La Chine n’est pas un pays arctique, mais elle se définit comme « proche de l’Arctique » et agit comme si elle avait droit à cette frontière blanche. Depuis 2013, elle est membre observateur du Conseil de l’Arctique et a déployé une stratégie patiente, avec des investissements dans la recherche scientifique, les ports et les transports qui en font un acteur incontournable du Nord. Pour Pékin, l’Arctique est le prolongement de son projet le plus ambitieux : la Nouvelle Route de la Soie.

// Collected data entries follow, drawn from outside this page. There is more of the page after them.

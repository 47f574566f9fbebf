//! Plain text output formatter

use super::{OutputFormatter, SheetOptions};
use anyhow::Result;
use std::io::Write;
use tango_core::Page;

/// Plain text formatter - one block of numbered prompts per page
pub struct TextFormatter<W: Write> {
    writer: W,
    sheet: SheetOptions,
}

impl<W: Write> TextFormatter<W> {
    /// Create a new text formatter
    pub fn new(writer: W, sheet: SheetOptions) -> Self {
        Self { writer, sheet }
    }

    /// Consume the formatter and return the writer
    pub fn into_inner(self) -> W {
        self.writer
    }
}

impl<W: Write + Send + Sync> OutputFormatter for TextFormatter<W> {
    fn write_page(&mut self, page: &Page, number: usize) -> Result<()> {
        if number > 1 {
            writeln!(self.writer)?;
        }
        writeln!(
            self.writer,
            "{} [{}] page {}",
            self.sheet.title, page.chapter, number
        )?;

        for (idx, item) in page.items.iter().enumerate() {
            writeln!(self.writer, "({}) {}", idx + 1, item.japanese)?;
            if self.sheet.answer_key && !item.english.is_empty() {
                writeln!(self.writer, "    Answer: {}", item.english)?;
            }
        }
        Ok(())
    }

    fn finish(&mut self) -> Result<()> {
        self.writer.flush()?;
        Ok(())
    }
}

Des brise-glaces chinois, tels que le Xue Long et le Xue Long 2, ont sillonné les routes arctiques lors d’expéditions scientifiques qui démontrent également leurs capacités logistiques. Des universités et centres de recherche chinois maintiennent des stations en Islande et en Norvège, présentées comme une coopération scientifique, mais alignées sur les intérêts stratégiques du Parti communiste. Chaque carte, chaque mesure et chaque port construit s’inscrivent dans un plan global.
Les investissements parlent d’eux-mêmes. La Chine a financé des terminaux portuaires en Russie et au Groenland, participe à des projets énergétiques comme Yamal LNG en Sibérie et négocie des accords avec l’Islande pour établir des corridors de transport. Ses compagnies maritimes expérimentent déjà la Route du Nord, réduisant ainsi les jours et les coûts des échanges avec l’Europe. Le calcul est clair : une moindre dépendance au canal de Suez et au détroit de Malacca, deux points vulnérables en cas de conflit.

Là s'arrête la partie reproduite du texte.